Exercise:
The whole listing should be given back without any alteration.

━━━━━ The records

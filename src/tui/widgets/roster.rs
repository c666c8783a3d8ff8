// Roster widget: the hero catalog grouped by primary attribute, with
// pick/ban status marks and the selection cursor.
//
// The grouping and statuses come pre-computed in `ViewState::roster`; this
// widget only lays lines out and scrolls the cursor into view.

use ratatui::layout::Rect;
use ratatui::style::{Color, Modifier, Style};
use ratatui::text::{Line, Span};
use ratatui::widgets::{Block, Borders, List, ListItem, Paragraph};
use ratatui::Frame;

use crate::draft::hero::HeroAttribute;
use crate::tui::ViewState;
use crate::view::{HeroStatus, RosterEntry};

/// Render the roster area.
pub fn render(frame: &mut Frame, area: Rect, state: &ViewState) {
    let block = Block::default().borders(Borders::ALL).title(title(state));

    // Catalog failure replaces the whole area with the recoverable error.
    if let Some(error) = &state.roster_error {
        let paragraph = Paragraph::new(format!("  {}", error))
            .style(Style::default().fg(Color::Red))
            .block(block);
        frame.render_widget(paragraph, area);
        return;
    }

    if state.roster.is_empty() {
        let text = if state.busy.sync {
            "  Loading heroes..."
        } else {
            "  No heroes found"
        };
        let paragraph = Paragraph::new(text)
            .style(Style::default().fg(Color::DarkGray))
            .block(block);
        frame.render_widget(paragraph, area);
        return;
    }

    // Flatten groups into lines, remembering which line holds the cursor.
    let mut lines: Vec<ListItem> = Vec::new();
    let mut cursor_line = 0usize;
    let mut entry_index = 0usize;
    for group in &state.roster.groups {
        lines.push(heading(group.attribute));
        for entry in &group.entries {
            let selected = entry_index == state.cursor;
            if selected {
                cursor_line = lines.len();
            }
            lines.push(entry_line(entry, selected));
            entry_index += 1;
        }
    }

    // Scroll so the cursor line is visible (2 rows of border).
    let visible_rows = (area.height as usize).saturating_sub(2).max(1);
    let offset = (cursor_line + 1).saturating_sub(visible_rows);
    let items: Vec<ListItem> = lines.into_iter().skip(offset).collect();

    let list = List::new(items).block(block);
    frame.render_widget(list, area);
}

fn title(state: &ViewState) -> String {
    let mut title = format!("Heroes ({})", state.roster.entry_count());
    if state.search_mode || !state.search_text.is_empty() {
        let marker = if state.search_mode { "_" } else { "" };
        title.push_str(&format!(" /{}{}", state.search_text, marker));
    }
    if let Some(attr) = state.attribute_filter {
        title.push_str(&format!(" [{}]", attr.label()));
    }
    title
}

fn heading(attribute: HeroAttribute) -> ListItem<'static> {
    let style = Style::default()
        .fg(attribute_color(attribute))
        .add_modifier(Modifier::BOLD);
    ListItem::new(Line::from(Span::styled(format!("{}", attribute).to_uppercase(), style)))
}

fn entry_line(entry: &RosterEntry, selected: bool) -> ListItem<'static> {
    let (mark, style) = match entry.status {
        HeroStatus::Available => ("  ", Style::default().fg(Color::White)),
        HeroStatus::Picked => ("P ", Style::default().fg(Color::Green)),
        HeroStatus::Banned => (
            "B ",
            Style::default().fg(Color::Red).add_modifier(Modifier::CROSSED_OUT),
        ),
    };
    let style = if selected {
        style.add_modifier(Modifier::REVERSED)
    } else {
        style
    };
    ListItem::new(Line::from(Span::styled(format!(" {}{}", mark, entry.name), style)))
}

fn attribute_color(attribute: HeroAttribute) -> Color {
    match attribute {
        HeroAttribute::Strength => Color::Red,
        HeroAttribute::Agility => Color::Green,
        HeroAttribute::Intelligence => Color::Cyan,
        HeroAttribute::Universal => Color::Magenta,
    }
}

// ---------------------------------------------------------------------------
// Tests
// ---------------------------------------------------------------------------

━━━━━━━━━━

Expected answer:
filename src/tui/widgets/roster.rs
repository c666c8783a3d8ff8
// Roster widget: the hero catalog grouped by primary attribute, with
// pick/ban status marks and the selection cursor.
//
// The grouping and statuses come pre-computed in `ViewState::roster`; this
// widget only lays lines out and scrolls the cursor into view.

use ratatui::layout::Rect;
use ratatui::style::{Color, Modifier, Style};
use ratatui::text::{Line, Span};
use ratatui::widgets::{Block, Borders, List, ListItem, Paragraph};
use ratatui::Frame;

use crate::draft::hero::HeroAttribute;
use crate::tui::ViewState;
use crate::view::{HeroStatus, RosterEntry};

/// Render the roster area.
pub fn render(frame: &mut Frame, area: Rect, state: &ViewState) {
    let block = Block::default().borders(Borders::ALL).title(title(state));

    // Catalog failure replaces the whole area with the recoverable error.
    if let Some(error) = &state.roster_error {
        let paragraph = Paragraph::new(format!("  {}", error))
            .style(Style::default().fg(Color::Red))
            .block(block);
        frame.render_widget(paragraph, area);
        return;
    }

    if state.roster.is_empty() {
        let text = if state.busy.sync {
            "  Loading heroes..."
        } else {
            "  No heroes found"
        };
        let paragraph = Paragraph::new(text)
            .style(Style::default().fg(Color::DarkGray))
            .block(block);
        frame.render_widget(paragraph, area);
        return;
    }

    // Flatten groups into lines, remembering which line holds the cursor.
    let mut lines: Vec<ListItem> = Vec::new();
    let mut cursor_line = 0usize;
    let mut entry_index = 0usize;
    for group in &state.roster.groups {
        lines.push(heading(group.attribute));
        for entry in &group.entries {
            let selected = entry_index == state.cursor;
            if selected {
                cursor_line = lines.len();
            }
            lines.push(entry_line(entry, selected));
            entry_index += 1;
        }
    }

    // Scroll so the cursor line is visible (2 rows of border).
    let visible_rows = (area.height as usize).saturating_sub(2).max(1);
    let offset = (cursor_line + 1).saturating_sub(visible_rows);
    let items: Vec<ListItem> = lines.into_iter().skip(offset).collect();

    let list = List::new(items).block(block);
    frame.render_widget(list, area);
}

fn title(state: &ViewState) -> String {
    let mut title = format!("Heroes ({})", state.roster.entry_count());
    if state.search_mode || !state.search_text.is_empty() {
        let marker = if state.search_mode { "_" } else { "" };
        title.push_str(&format!(" /{}{}", state.search_text, marker));
    }
    if let Some(attr) = state.attribute_filter {
        title.push_str(&format!(" [{}]", attr.label()));
    }
    title
}

fn heading(attribute: HeroAttribute) -> ListItem<'static> {
    let style = Style::default()
        .fg(attribute_color(attribute))
        .add_modifier(Modifier::BOLD);
    ListItem::new(Line::from(Span::styled(format!("{}", attribute).to_uppercase(), style)))
}

fn entry_line(entry: &RosterEntry, selected: bool) -> ListItem<'static> {
    let (mark, style) = match entry.status {
        HeroStatus::Available => ("  ", Style::default().fg(Color::White)),
        HeroStatus::Picked => ("P ", Style::default().fg(Color::Green)),
        HeroStatus::Banned => (
            "B ",
            Style::default().fg(Color::Red).add_modifier(Modifier::CROSSED_OUT),
        ),
    };
    let style = if selected {
        style.add_modifier(Modifier::REVERSED)
    } else {
        style
    };
    ListItem::new(Line::from(Span::styled(format!(" {}{}", mark, entry.name), style)))
}

fn attribute_color(attribute: HeroAttribute) -> Color {
    match attribute {
        HeroAttribute::Strength => Color::Red,
        HeroAttribute::Agility => Color::Green,
        HeroAttribute::Intelligence => Color::Cyan,
        HeroAttribute::Universal => Color::Magenta,
    }
}

// ---------------------------------------------------------------------------
// Tests
// ---------------------------------------------------------------------------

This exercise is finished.